Tag Archives: hope is the thing with feathers

The Soccer Ball

We somehow manage to stuff it in there. Among all his other stuff. The snack bag, the homework folder, the stack of books he’s forever reading, the endless pages of comics he’s forever writing. 

It fits. Just barely. He’s excited. He brought it yesterday, the old somewhat deflated soccer ball. They all played at recess. Him and the other boys. It was fun, he told me. One of them kicked it over the fence on purpose at one point but a teacher went to retrieve it. 

“I think we’re friends now, mom.”

I’m happy. It’s been a tough year. That was clear when the questions started. 

“Am I a weirdo, mom?”

“Do you think I’m normal?

“He pushed me down. Why did he do that?”

“Mom, did you ever feel like you didn’t fit in?”

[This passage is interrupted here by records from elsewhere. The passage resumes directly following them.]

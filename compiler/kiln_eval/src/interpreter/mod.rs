//! Body interpreter.
//!
//! Runs one [`BodyFunction`] against an [`Instance`]. Control flow is
//! acyclic (the verifier guarantees it), so a call walks at most every
//! block once.
//!
//! # Hook calls
//!
//! A `CallHook` borrows the implementation's field and, when the hook takes
//! the mix-in role, the mix-in's field, for exactly the duration of the
//! hook. By-reference value arguments are moved out of their local, lent
//! to the hook, and written back afterwards. Notifications the hook queued
//! are delivered after every borrow is released, so handlers may read back
//! any member of the instance.

use kiln_emit::{
    BlockId, BodyFunction, BodyInstr, BodyTerminator, CallTarget, FieldId, HookArg, LocalDecl,
    LocalId, LocalKind, Operand, WrapState,
};
use kiln_ir::{Fault, HookCx, Name, Receiver, Value};
use kiln_types::HookResult;
use smallvec::SmallVec;

use crate::Instance;

/// Content of a local slot.
#[derive(Clone, Debug)]
enum Slot {
    Value(Value),
    Exception(Option<Fault>),
    Flag(bool),
}

impl Slot {
    fn zero(kind: &LocalKind) -> Slot {
        match kind {
            LocalKind::Value(ty) => Slot::Value(Value::zero(ty)),
            LocalKind::Exception => Slot::Exception(None),
            LocalKind::Flag => Slot::Flag(false),
        }
    }
}

/// One activation of a body function.
pub(crate) struct Interpreter<'a> {
    instance: &'a Instance,
    func: &'a BodyFunction,
    args: &'a [Value],
    slots: Vec<Slot>,
    state: WrapState,
}

impl<'a> Interpreter<'a> {
    pub(crate) fn new(instance: &'a Instance, func: &'a BodyFunction, args: &'a [Value]) -> Self {
        Interpreter {
            instance,
            func,
            args,
            slots: func.locals.iter().map(|l| Slot::zero(&l.kind)).collect(),
            state: WrapState::NotStarted,
        }
    }

    /// Run to completion; the wrap state is reported even when the call
    /// faults.
    pub(crate) fn run(mut self) -> (Result<Value, Fault>, WrapState) {
        let result = self.execute();
        (result, self.state)
    }

    fn execute(&mut self) -> Result<Value, Fault> {
        let mut block = self.func.entry;
        loop {
            let func = self.func;
            let bb = func
                .block(block)
                .ok_or_else(|| self.internal(format!("missing block bb{}", block.raw())))?;
            for instr in &bb.body {
                self.step(instr)?;
            }
            match self.terminate(&bb.terminator)? {
                Next::Block(next) => block = next,
                Next::Return(value) => return Ok(value),
            }
        }
    }

    fn step(&mut self, instr: &BodyInstr) -> Result<(), Fault> {
        match instr {
            BodyInstr::Zero { dst } => {
                let kind = &self.decl(*dst)?.kind;
                let zero = Slot::zero(kind);
                self.store(*dst, zero)
            }
            BodyInstr::Move { dst, src } => {
                let value = self.operand(*src)?;
                self.store(*dst, Slot::Value(value))
            }
            BodyInstr::Const { dst, value } => self.store(*dst, Slot::Value(value.clone())),
            BodyInstr::CallHook {
                dst,
                field,
                hook,
                args,
            } => self.call_hook(*dst, *field, *hook, args),
            BodyInstr::CallBody { dst, target, args } => {
                let args = self.operands(args)?;
                let result = self.call_target(*target, &args)?;
                match dst {
                    Some(dst) => self.store(*dst, Slot::Value(result)),
                    None => Ok(()),
                }
            }
            BodyInstr::IsNull { dst, src } => {
                let is_null = match self.slot(*src)? {
                    Slot::Exception(fault) => fault.is_none(),
                    _ => return Err(self.internal(format!("%{} is not an exception", src.raw()))),
                };
                self.store(*dst, Slot::Flag(is_null))
            }
            BodyInstr::Mark(state) => {
                tracing::trace!(function = %self.func.name, %state, "wrap state");
                self.state = *state;
                Ok(())
            }
        }
    }

    fn terminate(&mut self, terminator: &BodyTerminator) -> Result<Next, Fault> {
        match terminator {
            BodyTerminator::Return { value: None } => Ok(Next::Return(Value::Void)),
            BodyTerminator::Return { value: Some(local) } => match self.slot(*local)? {
                Slot::Value(value) => Ok(Next::Return(value.clone())),
                _ => Err(self.internal(format!("%{} is not a value", local.raw()))),
            },
            BodyTerminator::Jump { target } => Ok(Next::Block(*target)),
            BodyTerminator::Branch {
                cond,
                then_block,
                else_block,
            } => match self.slot(*cond)? {
                Slot::Flag(true) => Ok(Next::Block(*then_block)),
                Slot::Flag(false) => Ok(Next::Block(*else_block)),
                _ => Err(self.internal(format!("%{} is not a flag", cond.raw()))),
            },
            BodyTerminator::Invoke {
                dst,
                target,
                args,
                normal,
                unwind,
                exception,
            } => {
                let args = self.operands(args)?;
                match self.call_target(*target, &args) {
                    Ok(result) => {
                        if let Some(dst) = dst {
                            self.store(*dst, Slot::Value(result))?;
                        }
                        Ok(Next::Block(*normal))
                    }
                    Err(fault) => {
                        tracing::trace!(function = %self.func.name, %fault, "caught");
                        self.store(*exception, Slot::Exception(Some(fault)))?;
                        Ok(Next::Block(*unwind))
                    }
                }
            }
            BodyTerminator::Rethrow { exception } => match self.slot(*exception)? {
                Slot::Exception(Some(fault)) => Err(fault.clone()),
                _ => Err(self.internal(format!("rethrow of empty %{}", exception.raw()))),
            },
            BodyTerminator::Unreachable => Err(self.internal("reached unreachable code".into())),
        }
    }

    // ── Calls ───────────────────────────────────────────────────────

    fn call_target(&self, target: CallTarget, args: &[Value]) -> Result<Value, Fault> {
        match target {
            CallTarget::Body(body) => self.instance.call_default(body, args),
            CallTarget::MixinBody { field, body } => {
                self.instance.call_mixin_body(field, body, args)
            }
        }
    }

    fn call_hook(
        &mut self,
        dst: Option<LocalId>,
        field: FieldId,
        hook: Name,
        args: &[HookArg],
    ) -> Result<(), Fault> {
        let instance = self.instance;
        let ty = instance.baked_type();
        let closed = ty
            .field(field)
            .and_then(|f| f.implementation())
            .ok_or_else(|| self.internal(format!("field {} holds no implementation", field.raw())))?;
        let hook_def = closed.hook(hook).ok_or_else(|| {
            self.internal(format!(
                "`{}` has no hook `{}`",
                closed.name,
                ty.interner().lookup(hook)
            ))
        })?;

        let mut value = None;
        let mut value_home = None;
        let mut mixin_field = None;
        let mut container = false;
        let mut exception = None;
        for arg in args {
            match *arg {
                HookArg::Value(operand) => value = Some(self.operand(operand)?),
                HookArg::ValueRef(local) => {
                    value = Some(self.take_value(local)?);
                    value_home = Some(local);
                }
                HookArg::Mixin(mixin) => mixin_field = Some(mixin),
                HookArg::Container => container = true,
                HookArg::Exception(local) => match self.slot(local)? {
                    Slot::Exception(fault) => exception = fault.clone(),
                    _ => return Err(self.internal(format!("%{} is not an exception", local.raw()))),
                },
            }
        }

        let member = ty.interner().lookup(self.func.member);
        let (result, notifications) = {
            let mut state = instance.borrow_field(field)?;
            let mut mixin = match mixin_field {
                Some(mixin) => Some(instance.borrow_field(mixin)?),
                None => None,
            };
            let mut cx = HookCx::new(member, &mut state, self.args);
            if let Some(value) = value.as_mut() {
                cx = cx.with_value(value);
            }
            if let Some(mixin) = mixin.as_mut() {
                cx = cx.with_mixin(mixin);
            }
            if container {
                cx = cx.with_container(instance as &dyn Receiver);
            }
            if let Some(exception) = exception.as_ref() {
                cx = cx.with_exception(exception);
            }
            let result = hook_def.body.call(&mut cx);
            (result, cx.take_notifications())
        };

        if let Some(home) = value_home {
            let value = value.unwrap_or(Value::Null);
            self.store(home, Slot::Value(value))?;
        }
        instance.deliver(notifications)?;
        let result = result?;

        match (dst, hook_def.result) {
            (None, _) => Ok(()),
            (Some(dst), HookResult::Bool) => {
                let flag = result.expect_bool()?;
                self.store(dst, Slot::Flag(flag))
            }
            (Some(dst), HookResult::Value) => self.store(dst, Slot::Value(result)),
            (Some(dst), HookResult::Void) => {
                Err(self.internal(format!("void hook result stored in %{}", dst.raw())))
            }
        }
    }

    // ── Slots ───────────────────────────────────────────────────────

    fn decl(&self, local: LocalId) -> Result<&'a LocalDecl, Fault> {
        self.func
            .local(local)
            .ok_or_else(|| self.internal(format!("undeclared local %{}", local.raw())))
    }

    fn slot(&self, local: LocalId) -> Result<&Slot, Fault> {
        self.slots
            .get(local.index())
            .ok_or_else(|| self.internal(format!("undeclared local %{}", local.raw())))
    }

    fn store(&mut self, local: LocalId, slot: Slot) -> Result<(), Fault> {
        match self.slots.get_mut(local.index()) {
            Some(target) => {
                *target = slot;
                Ok(())
            }
            None => Err(self.internal(format!("undeclared local %{}", local.raw()))),
        }
    }

    /// Move a value out of its local for a by-reference hook argument.
    fn take_value(&mut self, local: LocalId) -> Result<Value, Fault> {
        match self.slots.get_mut(local.index()) {
            Some(Slot::Value(value)) => Ok(std::mem::replace(value, Value::Null)),
            _ => Err(self.internal(format!("%{} is not a value", local.raw()))),
        }
    }

    fn operand(&self, operand: Operand) -> Result<Value, Fault> {
        match operand {
            Operand::Local(local) => match self.slot(local)? {
                Slot::Value(value) => Ok(value.clone()),
                _ => Err(self.internal(format!("%{} is not a value", local.raw()))),
            },
            Operand::Arg(index) => self
                .args
                .get(index as usize)
                .cloned()
                .ok_or_else(|| self.internal(format!("argument {index} out of range"))),
        }
    }

    fn operands(&self, operands: &[Operand]) -> Result<SmallVec<[Value; 4]>, Fault> {
        operands.iter().map(|op| self.operand(*op)).collect()
    }

    fn internal(&self, message: String) -> Fault {
        Fault::internal(format!("{}: {message}", self.func.name))
    }
}

/// Where control goes after a terminator.
enum Next {
    Block(BlockId),
    Return(Value),
}

#[cfg(test)]
mod tests;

Last night before bed, his dad got out the ball pump and made the soccer ball like new again. I drop him off at school, waving and watching him run to line up with his class. He won’t let me hug him anymore when we say goodbye but it’s nothing personal, he assures me. 

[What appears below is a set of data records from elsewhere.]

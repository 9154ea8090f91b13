//! Interned identifier for type, member, and field names.

use std::fmt;

/// Handle to a string in the [`StringInterner`](crate::StringInterner).
///
/// The high bits select the interner shard and the low bits index into
/// that shard's table. Member matching across an interface closure and
/// record field access are `u32` comparisons on these handles.
#[derive(Copy, Clone, Eq, PartialEq, Ord, PartialOrd, Hash, Default)]
#[repr(transparent)]
pub struct Name(u32);

impl Name {
    /// The empty string, interned by every interner at slot zero.
    pub const EMPTY: Name = Name(0);

    const SHARD_BITS: u32 = 4;
    const INDEX_BITS: u32 = 32 - Self::SHARD_BITS;

    /// Shards per interner.
    pub const SHARDS: usize = 1 << Self::SHARD_BITS;

    /// Largest index a single shard can hand out.
    pub const MAX_INDEX: u32 = (1 << Self::INDEX_BITS) - 1;

    #[inline]
    pub(crate) const fn pack(shard: u32, index: u32) -> Self {
        debug_assert!((shard as usize) < Self::SHARDS);
        debug_assert!(index <= Self::MAX_INDEX);
        Name((shard << Self::INDEX_BITS) | index)
    }

    #[inline]
    pub(crate) const fn shard(self) -> usize {
        (self.0 >> Self::INDEX_BITS) as usize
    }

    #[inline]
    pub(crate) const fn index(self) -> usize {
        (self.0 & Self::MAX_INDEX) as usize
    }

    #[inline]
    pub const fn raw(self) -> u32 {
        self.0
    }
}

impl fmt::Debug for Name {
    fn fmt(&self, f: &mut fmt::Formatter<'_>) -> fmt::Result {
        write!(f, "Name({}:{})", self.shard(), self.index())
    }
}

#[cfg(test)]
mod tests {
    use super::*;

    #[test]
    fn packs_shard_and_index() {
        let name = Name::pack(7, 4242);
        assert_eq!((name.shard(), name.index()), (7, 4242));
        assert_eq!(format!("{name:?}"), "Name(7:4242)");
    }

    #[test]
    fn largest_index_fits_in_the_last_shard() {
        let name = Name::pack(15, Name::MAX_INDEX);
        assert_eq!(name.shard(), 15);
        assert_eq!(name.index(), Name::MAX_INDEX as usize);
        assert_eq!(name.raw(), u32::MAX);
    }

    #[test]
    fn default_is_empty() {
        assert_eq!(Name::default(), Name::EMPTY);
        assert_eq!(Name::EMPTY.raw(), 0);
    }
}
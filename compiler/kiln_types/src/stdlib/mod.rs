//! Standard implementation types and mix-ins.
//!
//! [`StandardLibrary::install`] registers the building blocks the bakery
//! presets wire members to:
//!
//! | Name | Kind | Behavior |
//! |------|------|----------|
//! | `INotifyPropertyChanged` | interface | `PropertyChanged` event, `ListenerCount`, `RaisePropertyChanged` |
//! | `NotifyMixin` | mix-in | handler list backing `INotifyPropertyChanged` |
//! | `ICacheControl` | interface | `Invalidate()` |
//! | `CacheMixin` | mix-in | `IsValid` flag and generation counter |
//! | `BasicProperty` | plain property | stores the value |
//! | `NotifyingProperty` | plain property | stores the value, raises `PropertyChanged` on change |
//! | `CachedProperty` | wrapping property | caches the wrapped getter until invalidated |
//! | `BasicEvent` | event | stores handlers |

use std::sync::Arc;

use kiln_ir::{Fault, HookCx, ImplKey, Name, Record, TypeKey, Value, ValueType};

use crate::{BakeError, HookReturn, Role, Shape, TypeRegistry};

/// Keys of everything [`StandardLibrary::install`] registers.
#[derive(Clone, Copy, Debug, PartialEq, Eq)]
pub struct StandardLibrary {
    pub notify_interface: TypeKey,
    pub notify_mixin: TypeKey,
    pub cache_interface: TypeKey,
    pub cache_mixin: TypeKey,
    pub basic_property: ImplKey,
    pub notifying_property: ImplKey,
    pub cached_property: ImplKey,
    pub basic_event: ImplKey,
}

/// Field names shared by the hook bodies.
#[derive(Clone, Copy)]
struct Fields {
    value: Name,
    handlers: Name,
    is_valid: Name,
    generation: Name,
    cached: Name,
    has_value: Name,
}

/// Handler list of a state field; a zeroed (null) list is empty.
fn handlers_of(record: &Record, field: Name) -> Result<Vec<Value>, Fault> {
    match record.get(field)? {
        Value::Null => Ok(Vec::new()),
        value => value
            .as_list()
            .map(<[Value]>::to_vec)
            .ok_or_else(|| Fault::type_mismatch("list<handler>", value.kind_name())),
    }
}

fn add_handler(record: &mut Record, field: Name, handler: Value) -> Result<(), Fault> {
    let mut handlers = handlers_of(record, field)?;
    handlers.push(handler);
    record.set(field, Value::List(Arc::from(handlers)))
}

/// Remove one occurrence of `handler`, compared by identity.
fn remove_handler(record: &mut Record, field: Name, handler: &Value) -> Result<(), Fault> {
    let mut handlers = handlers_of(record, field)?;
    if let Some(index) = handlers.iter().position(|h| h == handler) {
        handlers.remove(index);
        record.set(field, Value::List(Arc::from(handlers)))?;
    }
    Ok(())
}

/// Queue a `PropertyChanged` notification to every handler in the list.
fn notify_all(cx: &mut HookCx<'_>, handlers: Vec<Value>, member: &str) {
    for handler in handlers {
        if let Value::Handler(handler) = handler {
            cx.notify(handler, Value::str(member));
        }
    }
}

impl StandardLibrary {
    /// Register the standard interfaces, mix-ins, and implementation types.
    pub fn install(registry: &mut TypeRegistry) -> Result<Self, BakeError> {
        let interner = registry.interner().clone();
        let f = Fields {
            value: interner.intern("Value"),
            handlers: interner.intern("Handlers"),
            is_valid: interner.intern("IsValid"),
            generation: interner.intern("Generation"),
            cached: interner.intern("Cached"),
            has_value: interner.intern("HasValue"),
        };

        let (notify_interface, notify_mixin) = install_notify(registry, f)?;
        let (cache_interface, cache_mixin) = install_cache(registry, f)?;

        let basic_property = registry
            .implementation("BasicProperty")
            .marker("IImplementation")
            .shape(Shape::PlainProperty)
            .param("T", Role::Value)
            .state("Value", ValueType::Param(0))
            .hook("Get", |h| {
                h.returns(HookReturn::Param(0))
                    .body(move |cx| Ok(cx.state.get(f.value)?.clone()))
            })
            .hook("Set", |h| {
                h.by_value(0).body(move |cx| {
                    let value = cx.value()?.clone();
                    cx.state.set(f.value, value)?;
                    Ok(Value::Void)
                })
            })
            .hook("Init", |h| {
                h.by_value(0).body(move |cx| {
                    let value = cx.value()?.clone();
                    cx.state.set(f.value, value)?;
                    Ok(Value::Void)
                })
            })
            .finish()?;

        let notifying_property = registry
            .implementation("NotifyingProperty")
            .marker("IImplementation")
            .shape(Shape::PlainProperty)
            .param("T", Role::Value)
            .mixin_param("TMixin", notify_mixin)
            .state("Value", ValueType::Param(0))
            .hook("Get", |h| {
                h.returns(HookReturn::Param(0))
                    .body(move |cx| Ok(cx.state.get(f.value)?.clone()))
            })
            .hook("Set", |h| {
                h.by_value(0).by_ref(1).body(move |cx| {
                    let member = cx.member;
                    let value = cx.value()?.clone();
                    let (state, mixin) = cx.state_and_mixin()?;
                    if *state.get(f.value)? == value {
                        return Ok(Value::Void);
                    }
                    state.set(f.value, value)?;
                    let handlers = handlers_of(mixin, f.handlers)?;
                    notify_all(cx, handlers, member);
                    Ok(Value::Void)
                })
            })
            .hook("Init", |h| {
                h.by_value(0).body(move |cx| {
                    let value = cx.value()?.clone();
                    cx.state.set(f.value, value)?;
                    Ok(Value::Void)
                })
            })
            .finish()?;

        let cached_property = install_cached_property(registry, f, cache_mixin)?;

        let basic_event = registry
            .implementation("BasicEvent")
            .marker("IImplementation")
            .shape(Shape::Event)
            .param("T", Role::Handler)
            .state("Handlers", ValueType::List(Box::new(ValueType::Param(0))))
            .hook("Add", |h| {
                h.by_value(0).body(move |cx| {
                    let handler = cx.value()?.clone();
                    add_handler(cx.state, f.handlers, handler)?;
                    Ok(Value::Void)
                })
            })
            .hook("Remove", |h| {
                h.by_value(0).body(move |cx| {
                    let handler = cx.value()?.clone();
                    remove_handler(cx.state, f.handlers, &handler)?;
                    Ok(Value::Void)
                })
            })
            .finish()?;

        tracing::debug!("standard library installed");
        Ok(StandardLibrary {
            notify_interface,
            notify_mixin,
            cache_interface,
            cache_mixin,
            basic_property,
            notifying_property,
            cached_property,
            basic_event,
        })
    }
}

fn install_notify(registry: &mut TypeRegistry, f: Fields) -> Result<(TypeKey, TypeKey), BakeError> {
    let interface = registry
        .interface("INotifyPropertyChanged")
        .event("PropertyChanged", |e| e)
        .property("ListenerCount", ValueType::Int, |p| p.read_only())
        .method("RaisePropertyChanged", [ValueType::Str], ValueType::Void, |m| m)
        .finish()?;

    let mixin = registry
        .mixin("NotifyMixin")
        .extends(interface)
        .state("Handlers", ValueType::List(Box::new(ValueType::Handler)))
        .event("PropertyChanged", |e| {
            e.add(move |cx| {
                let handler = cx.arg(0)?.clone();
                add_handler(&mut *cx.state()?, f.handlers, handler)?;
                Ok(Value::Void)
            })
            .remove(move |cx| {
                let handler = cx.arg(0)?.clone();
                remove_handler(&mut *cx.state()?, f.handlers, &handler)?;
                Ok(Value::Void)
            })
        })
        .property("ListenerCount", ValueType::Int, |p| {
            p.read_only().get(move |cx| {
                let count = handlers_of(&*cx.state()?, f.handlers)?.len();
                Ok(Value::Int(i64::try_from(count).unwrap_or(i64::MAX)))
            })
        })
        .method("RaisePropertyChanged", [ValueType::Str], ValueType::Void, |m| {
            m.body(move |cx| {
                let name = cx.arg(0)?.clone();
                let handlers = handlers_of(&*cx.state()?, f.handlers)?;
                for handler in handlers {
                    if let Value::Handler(handler) = handler {
                        cx.notify(handler, name.clone());
                    }
                }
                Ok(Value::Void)
            })
        })
        .finish()?;

    registry.add_mixin(interface, mixin)?;
    Ok((interface, mixin))
}

fn install_cache(registry: &mut TypeRegistry, f: Fields) -> Result<(TypeKey, TypeKey), BakeError> {
    let interface = registry
        .interface("ICacheControl")
        .method("Invalidate", [], ValueType::Void, |m| m)
        .finish()?;

    let mixin = registry
        .mixin("CacheMixin")
        .extends(interface)
        .state("IsValid", ValueType::Bool)
        .state("Generation", ValueType::Int)
        .method("Invalidate", [], ValueType::Void, |m| {
            m.body(move |cx| {
                let mut state = cx.state()?;
                let generation = state.get(f.generation)?.expect_int()?;
                state.set(f.is_valid, Value::Bool(false))?;
                state.set(f.generation, Value::Int(generation.wrapping_add(1)))?;
                Ok(Value::Void)
            })
        })
        .finish()?;

    registry.add_mixin(interface, mixin)?;
    Ok((interface, mixin))
}

/// Caches the wrapped getter's result per property. A read is served from
/// the cache while the mix-in is valid and its generation has not moved;
/// any write drops this property's cached value.
fn install_cached_property(
    registry: &mut TypeRegistry,
    f: Fields,
    cache_mixin: TypeKey,
) -> Result<ImplKey, BakeError> {
    registry
        .implementation("CachedProperty")
        .marker("IImplementation")
        .shape(Shape::WrappingProperty)
        .param("T", Role::Value)
        .mixin_param("TMixin", cache_mixin)
        .state("Cached", ValueType::Param(0))
        .state("HasValue", ValueType::Bool)
        .state("Generation", ValueType::Int)
        .hook("BeforeGet", |h| {
            h.by_ref(0).by_ref(1).returns_bool().body(move |cx| {
                let (state, mixin) = cx.state_and_mixin()?;
                let hit = mixin.get(f.is_valid)?.expect_bool()?
                    && state.get(f.has_value)?.expect_bool()?
                    && state.get(f.generation)? == mixin.get(f.generation)?;
                if !hit {
                    return Ok(Value::Bool(true));
                }
                let cached = state.get(f.cached)?.clone();
                *cx.value()? = cached;
                Ok(Value::Bool(false))
            })
        })
        .hook("AfterGet", |h| {
            h.by_ref(0).by_ref(1).body(move |cx| {
                let value = cx.value()?.clone();
                let (state, mixin) = cx.state_and_mixin()?;
                let generation = mixin.get(f.generation)?.clone();
                state.set(f.cached, value)?;
                state.set(f.has_value, Value::Bool(true))?;
                state.set(f.generation, generation)?;
                mixin.set(f.is_valid, Value::Bool(true))?;
                Ok(Value::Void)
            })
        })
        .hook("AfterErrorGet", |h| {
            h.by_ref(0).returns_bool().body(|_| Ok(Value::Bool(true)))
        })
        .hook("BeforeSet", |h| {
            h.by_ref(0).returns_bool().body(|_| Ok(Value::Bool(true)))
        })
        .hook("AfterSet", |h| {
            h.by_ref(0).body(move |cx| {
                cx.state.set(f.has_value, Value::Bool(false))?;
                Ok(Value::Void)
            })
        })
        .hook("AfterErrorSet", |h| {
            h.by_ref(0).returns_bool().body(|_| Ok(Value::Bool(true)))
        })
        .finish()
}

“How was your day?” I ask, all smiles, when I pick him up. “Did you play soccer again?”

No. One of the other boys brought a soccer ball today. They told him he couldn’t play with them. He says it so matter-of-factly. Then he runs off ahead, like he always does. 

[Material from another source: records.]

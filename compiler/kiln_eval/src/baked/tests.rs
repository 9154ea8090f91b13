use kiln_ir::{MemberBody, Name, RecordLayout, SharedInterner, TypeKey, Value, ValueType};
use kiln_types::Nullability;
use pretty_assertions::assert_eq;

use super::*;
use crate::AccessorKind;

fn builder(interner: &SharedInterner) -> BakedTypeBuilder {
    BakedTypeBuilder::new("Baked.IThing", TypeKey::from_raw(3), interner.clone())
}

#[test]
fn missing_constructor_is_empty() {
    let interner = SharedInterner::new();
    let ty = builder(&interner).finish();

    let ctor = ty.constructor();
    assert_eq!(ctor.name, "Baked.IThing..ctor");
    assert_eq!(ctor.blocks.len(), 1);
    assert_eq!(ty.functions().count(), 1);
}

#[test]
fn identical_bodies_share_a_slot() {
    let interner = SharedInterner::new();
    let mut b = builder(&interner);
    let body = MemberBody::new(|_| Ok(Value::Void));
    let other = MemberBody::new(|_| Ok(Value::Void));

    let first = b.add_body(&body);
    assert_eq!(b.add_body(&body.clone()), first);
    assert_ne!(b.add_body(&other), first);
}

#[test]
fn interfaces_are_recorded_once() {
    let interner = SharedInterner::new();
    let mut b = builder(&interner);
    let base = TypeKey::from_raw(1);
    assert!(b.add_interface(base));
    assert!(!b.add_interface(base));

    let ty = b.finish();
    assert_eq!(ty.interfaces(), &[base]);
    assert!(ty.implements(base));
    assert!(ty.implements(TypeKey::from_raw(3)));
    assert!(!ty.implements(TypeKey::from_raw(2)));
}

#[test]
fn mixin_fields_are_found_by_key() {
    let interner = SharedInterner::new();
    let mut b = builder(&interner);
    let mixin = TypeKey::from_raw(7);
    let field = b.add_field(
        "NotifyMixin",
        FieldKind::Mixin {
            key: mixin,
            layout: Arc::new(RecordLayout::empty(Name::EMPTY)),
        },
    );
    assert_eq!(b.mixin_field(mixin), Some(field));
    assert_eq!(b.mixin_field(TypeKey::from_raw(8)), None);

    let ty = b.finish();
    assert_eq!(ty.mixin_field(mixin), Some(field));
    assert!(ty.field(field).is_some_and(|f| f.implementation().is_none()));
}

#[test]
fn property_metadata_by_name() {
    let interner = SharedInterner::new();
    let mut b = builder(&interner);
    let name = interner.intern("Title");
    b.add_property(PropertyInfo {
        name,
        ty: ValueType::Str,
        nullability: Nullability::NotNullable,
        readable: true,
        writable: false,
        init_only: false,
        declaring: TypeKey::from_raw(3),
    });

    let ty = b.finish();
    let info = ty.property("Title").unwrap();
    assert_eq!(info.nullability, Nullability::NotNullable);
    assert!(!info.writable);
    assert!(ty.property("Missing").is_none());
}

#[test]
fn define_replaces_previous_entry() {
    let interner = SharedInterner::new();
    let mut b = builder(&interner);
    let key = MemberKey::new(AccessorKind::Call, interner.intern("Run"), 0);
    let entry = |qualified: &str| MemberEntry {
        params: Vec::new(),
        ret: ValueType::Void,
        target: MemberTarget::Default(BodyId::new(0)),
        qualified: qualified.to_owned(),
    };
    b.define(key, entry("IThing.Run"));
    b.define(key, entry("IOther.Run"));

    let ty = b.finish();
    assert_eq!(ty.member(&key).map(|e| e.qualified.as_str()), Some("IOther.Run"));
    assert_eq!(ty.members().count(), 1);
}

As we walk home, I can feel my brain ripping itself apart trying to listen to his little sister, who is chittering away beside me all about her day, while it’s also screaming at me not to cry. Don’t you dare let them see you cry. 

He’s far ahead of us now. He looks so small from that far away, lost in his own little world. 

I hope it’s a happy place. 

At one point he turns around and runs back to us. 

“Mom, having the soccer ball in here makes it really hard to carry on my back.”

“Do you want me to carry it for a while?”

His eyes light up. 

“Yes! Thank you.”

He throws it off. He runs ahead again.

I pick it up and put it on my back. He’s right. It is hard to carry. It’s heavy and awkward and uncomfortable. 

I can’t do much. I know that. He’s growing up. But I can carry this burden for him for a bit.

For as long as he needs.  

That night I finally let myself cry. 

The next morning, he wants a donut. We compromise. A donut and a banana. Later, as he’s brushing his teeth, I go to put his snack bag into his backpack. It won’t fit. I move the endless papers around and there it is. 

The soccer ball. 

I feel my heart flutter. Hope, as another misunderstood soul once wrote, is the thing with feathers. I hold lightly onto it with one hand and grab his sister’s hand in the other. 

“Everybody ready?” I ask. 

I open the door and the wintry air hits our faces. We head out into the cold morning, him running ahead, forever ahead, despite the weight on his thin shoulders.